24 Hours in the Saddle - Make sure you're comfortable

Since our last tour was a "Best Of" bikepacking trip, we took our time and even played hookey by taking a canoe trip down the Kettle River.  Even so, in seven days we managed to spend 24 hours with our wheels turning which meant 24 hours of sitting on a bike seat and hands on the hand grips.  Feet locked into the pedals.

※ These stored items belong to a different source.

//! Page rasterization.
//!
//! - `state`: graphics/text state, colors, matrices
//! - `device`: the [`Device`] trait and the pixel-buffer device
//! - `canvas`: scanline rasterizer
//! - `interpreter` and `ops`: content stream interpretation
//! - `image`: image XObject decoding, sampling and JPEG encoding

pub mod canvas;
pub mod device;
pub mod image;
pub mod interpreter;
mod ops;
pub mod state;

pub use device::{Device, PathSegment, RasterDevice};
pub use self::image::{decode_image, downscale, encode_jpeg, load_image, sample_factor, target_size};
pub use interpreter::PageInterpreter;

use crate::document::{Document, Page};
use crate::{PdfError, Result};
use ::image::DynamicImage;
use state::Matrix;
use std::str::FromStr;
use tracing::debug;

/// Rendered pages above this many pixels are refused.
const MAX_RENDER_PIXELS: f64 = 100_000_000.0;

/// Output size and quality preset. Always chosen explicitly by the caller.
#[derive(Debug, Clone, Copy, PartialEq, Eq, Hash)]
#[cfg_attr(feature = "serde", derive(serde::Serialize, serde::Deserialize))]
pub enum CompressionLevel {
    Low,
    Medium,
    High,
}

impl CompressionLevel {
    /// Render resolution in dots per inch.
    pub const fn dpi(self) -> f64 {
        match self {
            Self::Low => 72.0,
            Self::Medium => 150.0,
            Self::High => 300.0,
        }
    }

    /// JPEG quality, 1-100.
    pub const fn jpeg_quality(self) -> u8 {
        match self {
            Self::Low => 60,
            Self::Medium => 80,
            Self::High => 95,
        }
    }

    /// Largest output width and height in pixels.
    pub const fn max_dimensions(self) -> (u32, u32) {
        match self {
            Self::Low => (800, 1200),
            Self::Medium => (1200, 1800),
            Self::High => (2480, 3508),
        }
    }
}

impl FromStr for CompressionLevel {
    type Err = PdfError;

    fn from_str(s: &str) -> Result<Self> {
        match s.to_ascii_lowercase().as_str() {
            "low" => Ok(Self::Low),
            "medium" => Ok(Self::Medium),
            "high" => Ok(Self::High),
            other => Err(PdfError::InvalidArgument(format!(
                "unknown compression level {other:?}"
            ))),
        }
    }
}

/// Pixel format of rendered pages.
#[derive(Debug, Clone, Copy, PartialEq, Eq, Default)]
#[cfg_attr(feature = "serde", derive(serde::Serialize, serde::Deserialize))]
pub enum ColorMode {
    Gray,
    #[default]
    Rgb,
}

/// Options for [`render`].
#[derive(Debug, Clone, PartialEq)]
pub struct RenderOptions {
    pub dpi: f64,
    pub color_mode: ColorMode,
    /// Downscale the result to fit (width, height).
    pub max_size: Option<(u32, u32)>,
}

impl Default for RenderOptions {
    fn default() -> Self {
        Self {
            dpi: 150.0,
            color_mode: ColorMode::Rgb,
            max_size: None,
        }
    }
}

impl From<CompressionLevel> for RenderOptions {
    fn from(level: CompressionLevel) -> Self {
        Self {
            dpi: level.dpi(),
            color_mode: ColorMode::Rgb,
            max_size: Some(level.max_dimensions()),
        }
    }
}

/// A content operator that could not be drawn.
#[derive(Debug, Clone, PartialEq, Eq)]
#[cfg_attr(feature = "serde", derive(serde::Serialize))]
pub struct RenderError {
    /// 1-based page number.
    pub page: usize,
    pub operator: String,
    pub message: String,
}

/// Result of rendering one page.
#[derive(Debug, Clone)]
pub struct RenderedPage {
    /// 1-based page number.
    pub page: usize,
    pub image: DynamicImage,
    pub issues: Vec<RenderError>,
}

/// Map the page's visible box to device pixels, honoring `/Rotate`.
pub fn page_matrix(page: &Page, scale: f64) -> Matrix {
    let [x0, y0, x1, y1] = page.visible_box();
    let s = scale;
    match page.rotate {
        90 => (0.0, s, s, 0.0, -y0 * s, -x0 * s),
        180 => (-s, 0.0, 0.0, s, x1 * s, -y0 * s),
        270 => (0.0, -s, -s, 0.0, y1 * s, x1 * s),
        _ => (s, 0.0, 0.0, -s, -x0 * s, y1 * s),
    }
}

/// Render `page` to a pixel buffer.
///
/// Content problems are collected in [`RenderedPage::issues`]; only an
/// unusable page size is an error.
pub fn render(doc: &Document, page: &Page, options: &RenderOptions) -> Result<RenderedPage> {
    let number = page.index + 1;
    if !(options.dpi.is_finite() && options.dpi > 0.0) {
        return Err(PdfError::InvalidArgument(format!("invalid dpi {}", options.dpi)));
    }
    let scale = options.dpi / 72.0;
    let (w_pt, h_pt) = page.size();
    let (width, height) = ((w_pt * scale).round().max(1.0), (h_pt * scale).round().max(1.0));
    if !(width * height).is_finite() || width * height > MAX_RENDER_PIXELS {
        return Err(PdfError::Render {
            page: number,
            msg: format!("page too large to render ({width}x{height} pixels)"),
        });
    }

    let mut device = RasterDevice::new(width as u32, height as u32);
    let clip = device.canvas().bounds();
    let mut interp = PageInterpreter::new(doc, &mut device, number, page_matrix(page, scale), clip);
    interp.process_page(page);
    let issues = interp.finish();

    let rgb = DynamicImage::ImageRgb8(device.into_canvas().into_image());
    let mut image = match options.color_mode {
        ColorMode::Rgb => rgb,
        ColorMode::Gray => DynamicImage::ImageLuma8(rgb.to_luma8()),
    };
    if let Some((max_w, max_h)) = options.max_size {
        image = downscale(&image, max_w, max_h);
    }
    debug!(
        page = number,
        width = image.width(),
        height = image.height(),
        issues = issues.len(),
        "page rendered"
    );
    Ok(RenderedPage {
        page: number,
        image,
        issues,
    })
}
//! Chat session orchestration.
//!
//! One `run` call drives a single request end to end:
//! retrieval (blocking pool) → prompt assembly (blocking pool) → streaming
//! generation → `StreamEvent`s for whichever transport is attached.
//!
//! Event contract: zero or more `Token`s, then exactly one `Error` or `Done`.

use baixiao_core::error::Result;
use baixiao_core::traits::{Generator, Retriever};
use baixiao_core::types::{ChatHistoryEntry, Query, StreamEvent};
use futures::StreamExt;
use futures::stream::BoxStream;
use std::sync::Arc;
use std::time::Duration;

use crate::prompt::PromptAssembler;

/// Lazy sequence of session events.
pub type EventStream = BoxStream<'static, StreamEvent>;

/// Shared, read-mostly orchestrator. Cheap to clone.
#[derive(Clone)]
pub struct ChatOrchestrator {
    retriever: Arc<dyn Retriever>,
    generator: Arc<dyn Generator>,
    assembler: Arc<PromptAssembler>,
    /// Max wait for the next fragment; `None` waits forever.
    fragment_timeout: Option<Duration>,
}

impl ChatOrchestrator {
    pub fn new(
        retriever: Arc<dyn Retriever>,
        generator: Arc<dyn Generator>,
        assembler: PromptAssembler,
    ) -> Self {
        Self {
            retriever,
            generator,
            assembler: Arc::new(assembler),
            fragment_timeout: None,
        }
    }

    pub fn with_fragment_timeout(mut self, timeout: Option<Duration>) -> Self {
        self.fragment_timeout = timeout.filter(|t| !t.is_zero());
        self
    }

    /// Start a session.
    ///
    /// Blank queries fail here with `InvalidInput`, before any retrieval or
    /// generation happens. Otherwise nothing runs until the returned stream
    /// is polled; dropping the stream abandons the session.
    pub fn run(&self, query: &str, chat_history: Vec<ChatHistoryEntry>) -> Result<EventStream> {
        let query = Query::parse(query)?;
        let retriever = self.retriever.clone();
        let generator = self.generator.clone();
        let assembler = self.assembler.clone();
        let fragment_timeout = self.fragment_timeout;
        let session_id = uuid::Uuid::new_v4().simple().to_string();

        let stream = async_stream::stream! {
            tracing::debug!("session {session_id}: started ({} history entries)", chat_history.len());

            let passages = retrieve_passages(retriever, query.clone()).await;

            let prompt = match tokio::task::spawn_blocking(move || {
                assembler.assemble(&query, &passages, &chat_history)
            })
            .await
            {
                Ok(prompt) => prompt,
                Err(e) => {
                    tracing::error!("session {session_id}: prompt assembly failed: {e}");
                    yield StreamEvent::error("Failed to build prompt");
                    return;
                }
            };

            let mut fragments = match generator.stream(&prompt).await {
                Ok(fragments) => fragments,
                Err(e) => {
                    tracing::warn!("session {session_id}: {} failed to start: {e}", generator.name());
                    yield StreamEvent::error(e.to_string());
                    return;
                }
            };

            let mut count: usize = 0;
            loop {
                let next = match fragment_timeout {
                    Some(limit) => match tokio::time::timeout(limit, fragments.next()).await {
                        Ok(next) => next,
                        Err(_) => {
                            tracing::warn!("session {session_id}: no fragment within {}ms", limit.as_millis());
                            yield StreamEvent::error(format!(
                                "Generation timed out after {}ms",
                                limit.as_millis()
                            ));
                            return;
                        }
                    },
                    None => fragments.next().await,
                };

                match next {
                    Some(Ok(fragment)) => {
                        count += 1;
                        yield StreamEvent::token(normalize_fragment(&fragment));
                    }
                    Some(Err(e)) => {
                        tracing::warn!("session {session_id}: generation failed after {count} fragment(s): {e}");
                        yield StreamEvent::error(e.to_string());
                        return;
                    }
                    None => break,
                }
            }

            tracing::debug!("session {session_id}: done ({count} fragments)");
            yield StreamEvent::Done;
        };

        Ok(stream.boxed())
    }
}

/// Retrieval on the blocking pool. Any failure degrades to no passages.
async fn retrieve_passages(retriever: Arc<dyn Retriever>, query: Query) -> Vec<String> {
    match tokio::task::spawn_blocking(move || retriever.retrieve(query.as_str())).await {
        Ok(Ok(passages)) => passages,
        Ok(Err(e)) => {
            tracing::warn!("⚠️ Retrieval failed, continuing without context: {e}");
            Vec::new()
        }
        Err(e) => {
            tracing::error!("Retrieval task aborted, continuing without context: {e}");
            Vec::new()
        }
    }
}

/// Drop line breaks and markdown emphasis from a generated fragment.
pub fn normalize_fragment(fragment: &str) -> String {
    fragment
        .chars()
        .filter(|c| !matches!(c, '\n' | '\r' | '*'))
        .collect()
}
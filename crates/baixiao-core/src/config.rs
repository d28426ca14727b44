//! Baixiao configuration system.

use serde::{Deserialize, Serialize};
use std::path::{Path, PathBuf};

use crate::error::{BaixiaoError, Result};

/// Root configuration.
#[derive(Debug, Clone, Default, Serialize, Deserialize)]
pub struct BaixiaoConfig {
    #[serde(default)]
    pub llm: LlmConfig,
    #[serde(default)]
    pub identity: IdentityConfig,
    #[serde(default)]
    pub gateway: GatewayConfig,
    #[serde(default)]
    pub session: SessionConfig,
    #[serde(default)]
    pub knowledge: KnowledgeConfig,
}

impl BaixiaoConfig {
    /// Load config from `$BAIXIAO_CONFIG` or ~/.baixiao/config.toml, then
    /// apply environment overrides. A missing file means defaults.
    pub fn load() -> Result<Self> {
        let path = std::env::var("BAIXIAO_CONFIG")
            .map(PathBuf::from)
            .unwrap_or_else(|_| Self::default_path());
        let mut config = if path.exists() {
            Self::load_from(&path)?
        } else {
            Self::default()
        };
        config.apply_env();
        Ok(config)
    }

    /// Load config from a specific path.
    pub fn load_from(path: &Path) -> Result<Self> {
        let content = std::fs::read_to_string(path)
            .map_err(|e| BaixiaoError::Config(format!("Failed to read config: {e}")))?;
        let config: Self = toml::from_str(&content)
            .map_err(|e| BaixiaoError::Config(format!("Failed to parse config: {e}")))?;
        Ok(config)
    }

    /// Get the default config path.
    pub fn default_path() -> PathBuf {
        Self::home_dir().join("config.toml")
    }

    /// Get the Baixiao home directory.
    pub fn home_dir() -> PathBuf {
        dirs::home_dir()
            .unwrap_or_else(|| PathBuf::from("."))
            .join(".baixiao")
    }

    /// Apply provider credentials from the environment.
    ///
    /// Called once at process start; non-empty env values win over the file.
    pub fn apply_env(&mut self) {
        self.apply_env_from(|key| std::env::var(key).ok());
    }

    fn apply_env_from(&mut self, lookup: impl Fn(&str) -> Option<String>) {
        if let Some(key) = lookup("DASHSCOPE_API_KEY").filter(|v| !v.trim().is_empty()) {
            tracing::debug!("Using API key from DASHSCOPE_API_KEY");
            self.llm.api_key = key.trim().to_string();
        }
        if let Some(base) = lookup("DASHSCOPE_API_BASE").filter(|v| !v.trim().is_empty()) {
            self.llm.api_base_url = base.trim().trim_end_matches('/').to_string();
            tracing::debug!("Using API base from DASHSCOPE_API_BASE: {}", self.llm.api_base_url);
        }
    }
}

/// Generation + embedding provider configuration.
#[derive(Debug, Clone, Serialize, Deserialize)]
pub struct LlmConfig {
    #[serde(default)]
    pub api_key: String,
    #[serde(default = "default_api_base_url")]
    pub api_base_url: String,
    #[serde(default = "default_chat_model")]
    pub chat_model: String,
    #[serde(default = "default_embedding_model")]
    pub embedding_model: String,
    #[serde(default = "default_embedding_dimensions")]
    pub embedding_dimensions: u32,
    #[serde(default = "default_request_timeout")]
    pub request_timeout_secs: u64,
}

fn default_api_base_url() -> String { "https://dashscope.aliyuncs.com/compatible-mode/v1".into() }
fn default_chat_model() -> String { "qwen-plus".into() }
fn default_embedding_model() -> String { "text-embedding-v4".into() }
fn default_embedding_dimensions() -> u32 { 1024 }
fn default_request_timeout() -> u64 { 120 }

impl Default for LlmConfig {
    fn default() -> Self {
        Self {
            api_key: String::new(),
            api_base_url: default_api_base_url(),
            chat_model: default_chat_model(),
            embedding_model: default_embedding_model(),
            embedding_dimensions: default_embedding_dimensions(),
            request_timeout_secs: default_request_timeout(),
        }
    }
}

/// Assistant persona.
#[derive(Debug, Clone, Serialize, Deserialize)]
pub struct IdentityConfig {
    #[serde(default = "default_name")]
    pub name: String,
    #[serde(default = "default_system_prompt")]
    pub system_prompt: String,
}

fn default_name() -> String { "百晓喵".into() }
fn default_system_prompt() -> String {
    "Your name is 百晓喵, and you are a cat. Your identity is a student's learning and life assistant. \
Based on the document content provided below, answer the user's questions briefly and professionally. \
If there is no relevant information in the document, please first state that there is no relevant information, \
and then answer the question based on your known knowledge. \
Please answer in Chinese, in a tone befitting a cat."
        .into()
}

impl Default for IdentityConfig {
    fn default() -> Self {
        Self {
            name: default_name(),
            system_prompt: default_system_prompt(),
        }
    }
}

/// HTTP + WebSocket listeners.
#[derive(Debug, Clone, Serialize, Deserialize)]
pub struct GatewayConfig {
    #[serde(default = "default_host")]
    pub host: String,
    #[serde(default = "default_http_port")]
    pub http_port: u16,
    #[serde(default = "default_ws_port")]
    pub ws_port: u16,
}

fn default_host() -> String { "0.0.0.0".into() }
fn default_http_port() -> u16 { 5000 }
fn default_ws_port() -> u16 { 5001 }

impl Default for GatewayConfig {
    fn default() -> Self {
        Self {
            host: default_host(),
            http_port: default_http_port(),
            ws_port: default_ws_port(),
        }
    }
}

/// Per-session and per-connection timing.
#[derive(Debug, Clone, Serialize, Deserialize)]
pub struct SessionConfig {
    /// Close WebSocket connections with no inbound traffic for this long.
    #[serde(default = "default_idle_timeout")]
    pub idle_timeout_secs: u64,
    #[serde(default = "default_idle_check_interval")]
    pub idle_check_interval_secs: u64,
    /// Max wait between two generated fragments; 0 disables the limit.
    #[serde(default)]
    pub generation_timeout_secs: u64,
}

fn default_idle_timeout() -> u64 { 300 }
fn default_idle_check_interval() -> u64 { 10 }

impl Default for SessionConfig {
    fn default() -> Self {
        Self {
            idle_timeout_secs: default_idle_timeout(),
            idle_check_interval_secs: default_idle_check_interval(),
            generation_timeout_secs: 0,
        }
    }
}

/// Knowledge base (vector store + chunking).
#[derive(Debug, Clone, Serialize, Deserialize)]
pub struct KnowledgeConfig {
    #[serde(default = "default_db_path")]
    pub db_path: String,
    #[serde(default = "default_top_k")]
    pub top_k: usize,
    #[serde(default = "default_chunk_size")]
    pub chunk_size: usize,
    #[serde(default)]
    pub chunk_overlap: usize,
}

fn default_db_path() -> String { "~/.baixiao/knowledge.db".into() }
fn default_top_k() -> usize { 5 }
fn default_chunk_size() -> usize { 250 }

impl Default for KnowledgeConfig {
    fn default() -> Self {
        Self {
            db_path: default_db_path(),
            top_k: default_top_k(),
            chunk_size: default_chunk_size(),
            chunk_overlap: 0,
        }
    }
}

impl KnowledgeConfig {
    /// Database path with `~` expanded.
    pub fn resolved_db_path(&self) -> PathBuf {
        PathBuf::from(shellexpand::tilde(&self.db_path).to_string())
    }
}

You can imagine how imperative it is to have a comfortable seat.  My cycling partner Roy prefers a traditional seat whereas I have my trusty Spiderflex which I have 20,000 kilometers of experience sitting on.  Everywhere I go, cyclists and passersby comment on it.  I was supposed to do some filming from my bike yesterday and the producer asked if my bike seat was a "Non - man ball crusher"?
What a new one looks like

But comfort while riding for long periods of time extends to the other components of your bike.  Take for instance the handlebars.  Mine are nice and wide and I've added extenders wrapped in foamy handlebar tape.  The handlebar extenders allow for numerous hand positions and I've mounted a mirror to the left side and a bike bell to the other.
A little extreme...
On the first day of riding when we rode to Grand Forks by climbing to the summit at Eholt, I found my left knee hurting and experimented with raising my seat a quarter of an inch (6.35 mm. for you metric types).  In this past year commuting to work each day and noticing a little tweak in the left knee, I never bothered to discover the reason.  But doing an estimated 16,200 pedal strokes to the top of that mountain, I could certainly feel more than just a "tweak".
When I'm teaching someone about bike mechanics, I always mention that it is important to make very small adjustments when working on a bike.  Quarter turns of knobs and screws will usually do the job.  So during the rest of the "Best Of" tour, my left knee never gave one hint of trouble.  Perhaps the small adjustment of 6.35 mm. was enough.